As a former Otago Excursion Train Trust volunteer with 30 years’ experience as operating staff with Taieri Gorge Railway, I wish to express my utter disdain at the proposal for the Hindon- Middlemarch section being lifted/turned to a cycleway.
It almost seems like an "only in Dunedin" thing to change the premier heritage attraction, one that was the cruise ship catalyst to Dunedin, with the worldwide direct ship-to-shore train trip renowned, and daily brought tourists who spent $5 million into the local economy per annum from the late 1980s onward.
A busy day could get closer to 1000 people taking the trip.
How many will cycles bring?
Trains brought travel to the masses.
The North Taieri-Hindon section is just a "warm up" compared to the spectacular part beyond proposed for lifting, and nowadays that has been let go as far as gorse and broom goes, after the weedspray programme was abolished well before Covid.

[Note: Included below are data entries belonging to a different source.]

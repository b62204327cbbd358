use chrono::{DateTime, Utc};
use serde::{Deserialize, Serialize};
use std::collections::{BTreeMap, BTreeSet};
use uuid::Uuid;

#[derive(Debug, Clone, Copy, PartialEq, Eq, Serialize, Deserialize)]
#[serde(rename_all = "lowercase")]
pub enum BuildSource {
    Manual,
    Git,
}

impl BuildSource {
    pub fn as_str(&self) -> &str {
        match self {
            BuildSource::Manual => "manual",
            BuildSource::Git => "git",
        }
    }

    pub fn parse(s: &str) -> Option<Self> {
        match s {
            "manual" => Some(BuildSource::Manual),
            "git" => Some(BuildSource::Git),
            _ => None,
        }
    }
}

#[derive(Debug, Clone, Copy, PartialEq, Eq, Serialize, Deserialize)]
#[serde(rename_all = "lowercase")]
pub enum LinkStatus {
    Linked,
    Unlinked,
    Conflicted,
}

impl LinkStatus {
    pub fn as_str(&self) -> &str {
        match self {
            LinkStatus::Linked => "linked",
            LinkStatus::Unlinked => "unlinked",
            LinkStatus::Conflicted => "conflicted",
        }
    }

    pub fn parse(s: &str) -> Option<Self> {
        match s {
            "linked" => Some(LinkStatus::Linked),
            "unlinked" => Some(LinkStatus::Unlinked),
            "conflicted" => Some(LinkStatus::Conflicted),
            _ => None,
        }
    }
}

/// The versioned fields of an entity, in diff order.
#[derive(Debug, Clone, Copy, PartialEq, Eq, PartialOrd, Ord, Hash, Serialize, Deserialize)]
#[serde(rename_all = "snake_case")]
pub enum Field {
    Text,
    Status,
    LoadMode,
    Category,
    Removed,
    References,
    Labels,
}

impl Field {
    pub const SCALARS: [Field; 5] = [
        Field::Text,
        Field::Status,
        Field::LoadMode,
        Field::Category,
        Field::Removed,
    ];
    pub const SETS: [Field; 2] = [Field::References, Field::Labels];

    pub fn as_str(&self) -> &'static str {
        match self {
            Field::Text => "text",
            Field::Status => "status",
            Field::LoadMode => "load_mode",
            Field::Category => "category",
            Field::Removed => "removed",
            Field::References => "references",
            Field::Labels => "labels",
        }
    }

    pub fn parse(s: &str) -> Option<Self> {
        match s {
            "text" => Some(Field::Text),
            "status" => Some(Field::Status),
            "load_mode" => Some(Field::LoadMode),
            "category" => Some(Field::Category),
            "removed" => Some(Field::Removed),
            "references" => Some(Field::References),
            "labels" => Some(Field::Labels),
            _ => None,
        }
    }

    pub fn is_set(&self) -> bool {
        matches!(self, Field::References | Field::Labels)
    }
}

#[derive(Debug, Clone, Copy, PartialEq, Eq, Serialize, Deserialize)]
#[serde(rename_all = "lowercase")]
pub enum ChangeKind {
    Added,
    Removed,
    Modified,
}

impl ChangeKind {
    pub fn inverse(self) -> Self {
        match self {
            ChangeKind::Added => ChangeKind::Removed,
            ChangeKind::Removed => ChangeKind::Added,
            ChangeKind::Modified => ChangeKind::Modified,
        }
    }
}

/// One field-level change. For set fields `old`/`new` carry the single element
/// that was removed/added.
#[derive(Debug, Clone, PartialEq, Eq, Serialize, Deserialize)]
pub struct FieldChange {
    pub field: Field,
    pub kind: ChangeKind,
    pub old: Option<String>,
    pub new: Option<String>,
}

impl FieldChange {
    pub fn new(field: Field, old: Option<String>, new: Option<String>) -> Self {
        let kind = match (&old, &new) {
            (None, Some(_)) => ChangeKind::Added,
            (Some(_), None) => ChangeKind::Removed,
            _ => ChangeKind::Modified,
        };
        Self {
            field,
            kind,
            old,
            new,
        }
    }
}

#[derive(Debug, Clone, Default, PartialEq, Eq, Serialize, Deserialize)]
pub struct DiffRecord {
    pub changes: Vec<FieldChange>,
}

impl DiffRecord {
    pub fn is_empty(&self) -> bool {
        self.changes.is_empty()
    }

    pub fn len(&self) -> usize {
        self.changes.len()
    }

    pub fn fields(&self) -> BTreeSet<Field> {
        self.changes.iter().map(|c| c.field).collect()
    }
}

/// Field snapshot of an entity at one point in its history.
#[derive(Debug, Clone, Default, PartialEq, Eq, Serialize, Deserialize)]
#[serde(default)]
pub struct EntityState {
    pub text: Option<String>,
    pub status: Option<String>,
    pub load_mode: Option<String>,
    pub category: Option<String>,
    pub references: BTreeSet<String>,
    pub labels: BTreeSet<String>,
    pub removed: bool,
}

impl EntityState {
    pub fn with_text(mut self, text: impl Into<String>) -> Self {
        self.text = Some(text.into());
        self
    }

    pub fn with_status(mut self, status: impl Into<String>) -> Self {
        self.status = Some(status.into());
        self
    }

    pub fn with_load_mode(mut self, load_mode: impl Into<String>) -> Self {
        self.load_mode = Some(load_mode.into());
        self
    }

    pub fn with_category(mut self, category: impl Into<String>) -> Self {
        self.category = Some(category.into());
        self
    }

    pub fn with_references<I, S>(mut self, references: I) -> Self
    where
        I: IntoIterator<Item = S>,
        S: Into<String>,
    {
        self.references = references.into_iter().map(Into::into).collect();
        self
    }

    pub fn with_labels<I, S>(mut self, labels: I) -> Self
    where
        I: IntoIterator<Item = S>,
        S: Into<String>,
    {
        self.labels = labels.into_iter().map(Into::into).collect();
        self
    }

    pub fn scalar(&self, field: Field) -> Option<String> {
        match field {
            Field::Text => self.text.clone(),
            Field::Status => self.status.clone(),
            Field::LoadMode => self.load_mode.clone(),
            Field::Category => self.category.clone(),
            Field::Removed => self.removed.then(|| "true".to_string()),
            Field::References | Field::Labels => None,
        }
    }

    pub fn set_scalar(&mut self, field: Field, value: Option<String>) {
        match field {
            Field::Text => self.text = value,
            Field::Status => self.status = value,
            Field::LoadMode => self.load_mode = value,
            Field::Category => self.category = value,
            Field::Removed => self.removed = value.is_some(),
            Field::References | Field::Labels => {}
        }
    }

    pub fn set_field(&self, field: Field) -> Option<&BTreeSet<String>> {
        match field {
            Field::References => Some(&self.references),
            Field::Labels => Some(&self.labels),
            _ => None,
        }
    }

    pub fn set_field_mut(&mut self, field: Field) -> Option<&mut BTreeSet<String>> {
        match field {
            Field::References => Some(&mut self.references),
            Field::Labels => Some(&mut self.labels),
            _ => None,
        }
    }

    /// SHA-256 over the canonical JSON form of the snapshot.
    pub fn content_hash(&self) -> String {
        use sha2::{Digest, Sha256};
        let canonical = serde_json::to_vec(self).unwrap_or_default();
        let mut hasher = Sha256::new();
        hasher.update(&canonical);
        hex::encode(hasher.finalize())
    }
}

/// Current mutable state of a versioned build definition.
///
/// `latest_build_id` is a plain identifier into the build chain owned by the
/// version store; the entity never owns its builds.
#[derive(Debug, Clone, Serialize, Deserialize)]
pub struct Entity {
    pub id: Uuid,
    pub name: String,
    pub state: EntityState,
    pub latest_build_id: Option<Uuid>,
    pub latest_version: u32,
    pub created_at: DateTime<Utc>,
    pub updated_at: DateTime<Utc>,
}

impl Entity {
    pub fn new(name: impl Into<String>, now: DateTime<Utc>) -> Self {
        Self {
            id: Uuid::new_v4(),
            name: name.into(),
            state: EntityState::default(),
            latest_build_id: None,
            latest_version: 0,
            created_at: now,
            updated_at: now,
        }
    }
}

/// Immutable (once finalized) version snapshot of an entity.
#[derive(Debug, Clone, Serialize, Deserialize)]
pub struct Build {
    pub id: Uuid,
    pub entity_id: Uuid,
    pub version: u32,
    pub diff: DiffRecord,
    pub snapshot: EntityState,
    pub source: BuildSource,
    pub finalized: bool,
    pub author: String,
    pub rollback_of: Option<u32>,
    pub created_at: DateTime<Utc>,
    pub updated_at: DateTime<Utc>,
}

/// Remote change held back while a link is conflicted.
#[derive(Debug, Clone, PartialEq, Eq, Serialize, Deserialize)]
pub struct PendingConflict {
    pub remote_commit: String,
    pub remote_state: EntityState,
    pub detected_at: DateTime<Utc>,
}

#[derive(Debug, Clone, Serialize, Deserialize)]
pub struct GitLink {
    pub entity_id: Uuid,
    pub repo_id: String,
    pub branch: String,
    pub path: String,
    pub last_synced_commit: Option<String>,
    /// Build version that matched the file at `last_synced_commit`.
    pub synced_version: u32,
    pub synced_hash: String,
    pub status: LinkStatus,
    /// Unrecognized frontmatter keys from the last pulled file, written back on push.
    pub extra: BTreeMap<String, String>,
    pub conflict: Option<PendingConflict>,
}

impl GitLink {
    pub fn new(
        entity_id: Uuid,
        repo_id: impl Into<String>,
        branch: impl Into<String>,
        path: impl Into<String>,
    ) -> Self {
        Self {
            entity_id,
            repo_id: repo_id.into(),
            branch: branch.into(),
            path: path.into(),
            last_synced_commit: None,
            synced_version: 0,
            synced_hash: EntityState::default().content_hash(),
            status: LinkStatus::Linked,
            extra: BTreeMap::new(),
            conflict: None,
        }
    }

    pub fn mark_synced(&mut self, commit: impl Into<String>, version: u32, state: &EntityState) {
        self.last_synced_commit = Some(commit.into());
        self.synced_version = version;
        self.synced_hash = state.content_hash();
        self.status = LinkStatus::Linked;
        self.conflict = None;
    }

    pub fn is_linked(&self) -> bool {
        self.status == LinkStatus::Linked
    }
}

#[cfg(test)]
mod tests {
    use super::*;

    #[test]
    fn test_entity_creation() {
        let now = Utc::now();
        let entity = Entity::new("orders", now);

        assert_eq!(entity.name, "orders");
        assert_eq!(entity.latest_version, 0);
        assert!(entity.latest_build_id.is_none());
        assert_eq!(entity.state, EntityState::default());
    }

    #[test]
    fn test_state_scalar_accessors() {
        let mut state = EntityState::default().with_status("draft");
        assert_eq!(state.scalar(Field::Status), Some("draft".to_string()));
        assert_eq!(state.scalar(Field::Removed), None);

        state.set_scalar(Field::Removed, Some("true".to_string()));
        assert!(state.removed);
        state.set_scalar(Field::Status, None);
        assert!(state.status.is_none());
    }

    #[test]
    fn test_content_hash_tracks_fields() {
        let a = EntityState::default().with_labels(["core"]);
        let b = EntityState::default().with_labels(["core"]);
        let c = EntityState::default().with_labels(["core", "finance"]);

        assert_eq!(a.content_hash(), b.content_hash());
        assert_ne!(a.content_hash(), c.content_hash());
        assert_eq!(a.content_hash().len(), 64);
    }

    #[test]
    fn test_field_change_kind() {
        let added = FieldChange::new(Field::Status, None, Some("active".into()));
        let removed = FieldChange::new(Field::Status, Some("active".into()), None);
        let modified = FieldChange::new(Field::Status, Some("a".into()), Some("b".into()));

        assert_eq!(added.kind, ChangeKind::Added);
        assert_eq!(removed.kind, ChangeKind::Removed);
        assert_eq!(modified.kind, ChangeKind::Modified);
        assert_eq!(ChangeKind::Added.inverse(), ChangeKind::Removed);
    }

    #[test]
    fn test_link_mark_synced() {
        let state = EntityState::default().with_status("active");
        let mut link = GitLink::new(Uuid::new_v4(), "repo", "main", "models/x.sql");
        link.status = LinkStatus::Conflicted;

        link.mark_synced("abc123", 3, &state);

        assert!(link.is_linked());
        assert_eq!(link.last_synced_commit.as_deref(), Some("abc123"));
        assert_eq!(link.synced_version, 3);
        assert_eq!(link.synced_hash, state.content_hash());
    }
}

A passenger railway is a narrow profit margin because you are owning and maintaining your own right of way. Therefore, it takes someone who knows what they are doing to be at the helm, not self-agenda, nor ego types spending buckets on totally unnecessary things, doing things the wrong way, making all sorts of pointless red tape, slowing the timetable while wilfully ignoring fundamentals that staff with decades of knowledge/background advised otherwise.
Things run downhill very fast when important things are left on a railway, while the cost where it’s needed burgeons the longer the things that need investment are left to worsen.

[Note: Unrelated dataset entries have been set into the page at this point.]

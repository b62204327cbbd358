use crate::api::{create_router, AppState};
use crate::sweeper::spawn_sweeper;
use buildsync_core::{
    EngineConfig, GitSyncOrchestrator, Repository, Storage, SystemClock, VersionStore,
};
use std::collections::HashMap;
use std::net::SocketAddr;
use std::path::PathBuf;
use std::sync::{Arc, Mutex};
use tokio_util::sync::CancellationToken;
use tower_http::trace::TraceLayer;
use tracing::info;

pub struct BuildsyncServer {
    config: EngineConfig,
    store: Arc<Mutex<VersionStore>>,
    repositories: HashMap<String, Arc<dyn Repository>>,
}

impl BuildsyncServer {
    pub fn new(db_path: PathBuf, config: EngineConfig) -> anyhow::Result<Self> {
        let storage = Storage::new(&db_path)?;
        info!("Opened database at {:?}", db_path);
        Ok(Self::with_storage(storage, config))
    }

    pub fn with_storage(storage: Storage, config: EngineConfig) -> Self {
        let store = VersionStore::new(
            storage,
            Arc::new(SystemClock),
            config.versioning.clone(),
        );
        Self {
            config,
            store: Arc::new(Mutex::new(store)),
            repositories: HashMap::new(),
        }
    }

    /// Makes `repo` available to the pull/push routes under its id.
    pub fn with_repository(mut self, repo: Arc<dyn Repository>) -> Self {
        self.repositories.insert(repo.id().to_string(), repo);
        self
    }

    pub fn repository_ids(&self) -> Vec<String> {
        let mut ids: Vec<String> = self.repositories.keys().cloned().collect();
        ids.sort();
        ids
    }

    fn app_state(&self, shutdown: CancellationToken) -> AppState {
        let sync = GitSyncOrchestrator::new(Arc::clone(&self.store), self.config.sync.clone());
        AppState {
            store: Arc::clone(&self.store),
            sync: Arc::new(sync),
            repositories: Arc::new(self.repositories.clone()),
            shutdown,
        }
    }

    pub async fn serve(self, addr: SocketAddr) -> anyhow::Result<()> {
        let shutdown = CancellationToken::new();
        let sweeper = spawn_sweeper(
            Arc::clone(&self.store),
            self.config.versioning.sweep_interval(),
            shutdown.clone(),
        );

        let app = create_router(self.app_state(shutdown.clone())).layer(TraceLayer::new_for_http());

        info!("Server listening on {}", addr);
        info!("Repositories: {:?}", self.repository_ids());

        let listener = tokio::net::TcpListener::bind(addr).await?;
        let signal = shutdown.clone();
        axum::serve(listener, app)
            .with_graceful_shutdown(async move {
                let _ = tokio::signal::ctrl_c().await;
                info!("Shutting down");
                signal.cancel();
            })
            .await?;

        shutdown.cancel();
        sweeper.await?;
        Ok(())
    }
}

#[cfg(test)]
mod tests {
    use super::*;
    use buildsync_core::MemoryRepository;
    use tempfile::TempDir;

    #[tokio::test]
    async fn test_server_creation() {
        let db_dir = TempDir::new().unwrap();
        let db_path = db_dir.path().join("test.db");

        let server = BuildsyncServer::new(db_path, EngineConfig::default())
            .unwrap()
            .with_repository(Arc::new(MemoryRepository::new("analytics")));

        assert_eq!(server.repository_ids(), vec!["analytics".to_string()]);
        let state = server.app_state(CancellationToken::new());
        assert!(state.repositories.contains_key("analytics"));
    }
}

The bigger picture remains that scenic heritage railways around the world bring visitors.
One of the biggest, most popular hallmarks of the railway has been the wooden open-balcony cars, and they’ve been axed from use — the total opposite of the grain.
I’m currently in the United Kingdom, where heritage and tourist lines bring in £60 million (NZ$121 million) to the tourist economy per year.
When one or two had a bit of financial strife in the Covid period, they were assisted by government funding.
As our own wishes to protect tourist assets, they might well help too in the major investment now needed.
Assured, a proposal to lift one of the top scenic lines over here or in the United States or Australia would be totally unthinkable and spark major condemnation. In fact, on the world stage, Taieri Gorge Railway in its entirety is longer than any such line in the UK, and by far is the longest private line in New Zealand.
The railway should be managed well, by having people in charge that have full know-how of how railways are properly run.
We worked out that, collectively, the laid-off staff had over 300 years’ combined experience, many of which harked back to NZ Rail days.
Many people dug into their pockets and did lots of unpaid work to get that place running.
My late mother alone put her parents’ inheritance into the 1990 Save the Train appeal.
They sure didn’t do that for things to come to the way they are, nor what is proposed.
— Paul Jeffery is a former Taieri Gorge Railway staff member.